-------- Records shown --------

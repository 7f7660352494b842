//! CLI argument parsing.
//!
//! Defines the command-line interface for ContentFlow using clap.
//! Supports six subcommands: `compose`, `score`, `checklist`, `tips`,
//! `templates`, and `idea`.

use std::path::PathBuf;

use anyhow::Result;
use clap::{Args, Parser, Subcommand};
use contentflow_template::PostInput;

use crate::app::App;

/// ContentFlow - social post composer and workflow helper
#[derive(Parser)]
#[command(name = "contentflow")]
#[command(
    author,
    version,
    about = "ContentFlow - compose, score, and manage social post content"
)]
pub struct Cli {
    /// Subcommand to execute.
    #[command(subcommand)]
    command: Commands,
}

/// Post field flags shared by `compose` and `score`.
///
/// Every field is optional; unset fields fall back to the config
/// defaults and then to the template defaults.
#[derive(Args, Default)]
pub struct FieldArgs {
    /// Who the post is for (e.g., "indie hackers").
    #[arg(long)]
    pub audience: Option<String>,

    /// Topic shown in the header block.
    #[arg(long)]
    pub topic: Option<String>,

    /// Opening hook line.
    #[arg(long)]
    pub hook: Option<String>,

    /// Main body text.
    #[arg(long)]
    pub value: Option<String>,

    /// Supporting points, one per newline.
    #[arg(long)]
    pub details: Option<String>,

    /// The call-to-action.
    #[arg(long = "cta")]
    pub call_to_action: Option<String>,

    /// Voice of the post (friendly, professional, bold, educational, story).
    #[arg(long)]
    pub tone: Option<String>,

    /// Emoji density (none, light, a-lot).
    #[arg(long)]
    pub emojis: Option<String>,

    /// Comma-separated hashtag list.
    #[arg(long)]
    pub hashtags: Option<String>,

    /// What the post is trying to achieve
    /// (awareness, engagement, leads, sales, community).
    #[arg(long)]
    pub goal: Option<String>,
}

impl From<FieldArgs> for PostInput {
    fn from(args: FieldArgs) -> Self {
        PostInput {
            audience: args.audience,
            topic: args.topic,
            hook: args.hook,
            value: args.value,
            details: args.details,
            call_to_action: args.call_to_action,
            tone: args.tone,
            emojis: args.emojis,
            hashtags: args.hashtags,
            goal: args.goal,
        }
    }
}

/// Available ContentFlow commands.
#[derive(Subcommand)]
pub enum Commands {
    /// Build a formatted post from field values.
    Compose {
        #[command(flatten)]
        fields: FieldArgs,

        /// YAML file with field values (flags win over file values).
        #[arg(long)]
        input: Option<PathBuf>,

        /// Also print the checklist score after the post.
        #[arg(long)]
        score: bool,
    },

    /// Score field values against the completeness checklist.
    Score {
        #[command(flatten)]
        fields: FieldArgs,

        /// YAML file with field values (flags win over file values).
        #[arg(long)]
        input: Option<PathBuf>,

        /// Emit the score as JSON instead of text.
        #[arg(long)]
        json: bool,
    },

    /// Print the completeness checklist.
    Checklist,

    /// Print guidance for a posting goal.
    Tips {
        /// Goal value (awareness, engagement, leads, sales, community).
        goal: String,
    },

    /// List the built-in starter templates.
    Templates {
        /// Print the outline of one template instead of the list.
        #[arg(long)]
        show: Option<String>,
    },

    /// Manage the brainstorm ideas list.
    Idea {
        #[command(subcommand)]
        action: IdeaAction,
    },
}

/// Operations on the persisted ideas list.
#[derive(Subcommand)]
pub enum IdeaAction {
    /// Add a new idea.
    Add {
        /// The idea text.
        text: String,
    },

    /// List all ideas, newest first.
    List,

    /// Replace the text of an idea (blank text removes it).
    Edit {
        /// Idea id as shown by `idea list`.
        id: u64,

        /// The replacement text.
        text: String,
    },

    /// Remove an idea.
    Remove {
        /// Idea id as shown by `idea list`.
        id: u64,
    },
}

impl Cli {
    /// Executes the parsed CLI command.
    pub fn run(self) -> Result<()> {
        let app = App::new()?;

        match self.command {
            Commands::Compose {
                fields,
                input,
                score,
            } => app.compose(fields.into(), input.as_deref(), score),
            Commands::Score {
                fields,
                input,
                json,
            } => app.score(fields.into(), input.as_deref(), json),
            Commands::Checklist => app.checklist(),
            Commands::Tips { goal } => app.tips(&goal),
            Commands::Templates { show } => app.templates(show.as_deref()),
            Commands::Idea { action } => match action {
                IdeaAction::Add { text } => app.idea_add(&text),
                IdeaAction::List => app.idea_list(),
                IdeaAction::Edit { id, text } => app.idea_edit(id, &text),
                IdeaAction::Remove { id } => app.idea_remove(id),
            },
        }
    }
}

--------
-------- Records shown --------

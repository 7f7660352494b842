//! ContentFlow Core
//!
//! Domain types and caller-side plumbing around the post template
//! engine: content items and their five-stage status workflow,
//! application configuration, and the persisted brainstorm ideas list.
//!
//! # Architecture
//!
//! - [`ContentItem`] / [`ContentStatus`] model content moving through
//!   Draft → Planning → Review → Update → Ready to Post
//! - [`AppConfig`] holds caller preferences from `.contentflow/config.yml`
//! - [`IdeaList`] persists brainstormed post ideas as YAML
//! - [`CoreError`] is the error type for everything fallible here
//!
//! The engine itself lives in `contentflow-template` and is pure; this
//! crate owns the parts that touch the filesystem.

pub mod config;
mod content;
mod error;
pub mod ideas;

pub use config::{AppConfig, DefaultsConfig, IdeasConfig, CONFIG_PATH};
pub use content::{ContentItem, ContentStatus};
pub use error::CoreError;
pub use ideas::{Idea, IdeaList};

--------

* **Goal of the exercise**: Say the number of lines in the records above that include the string "audience", and no more.

* **Result**: 2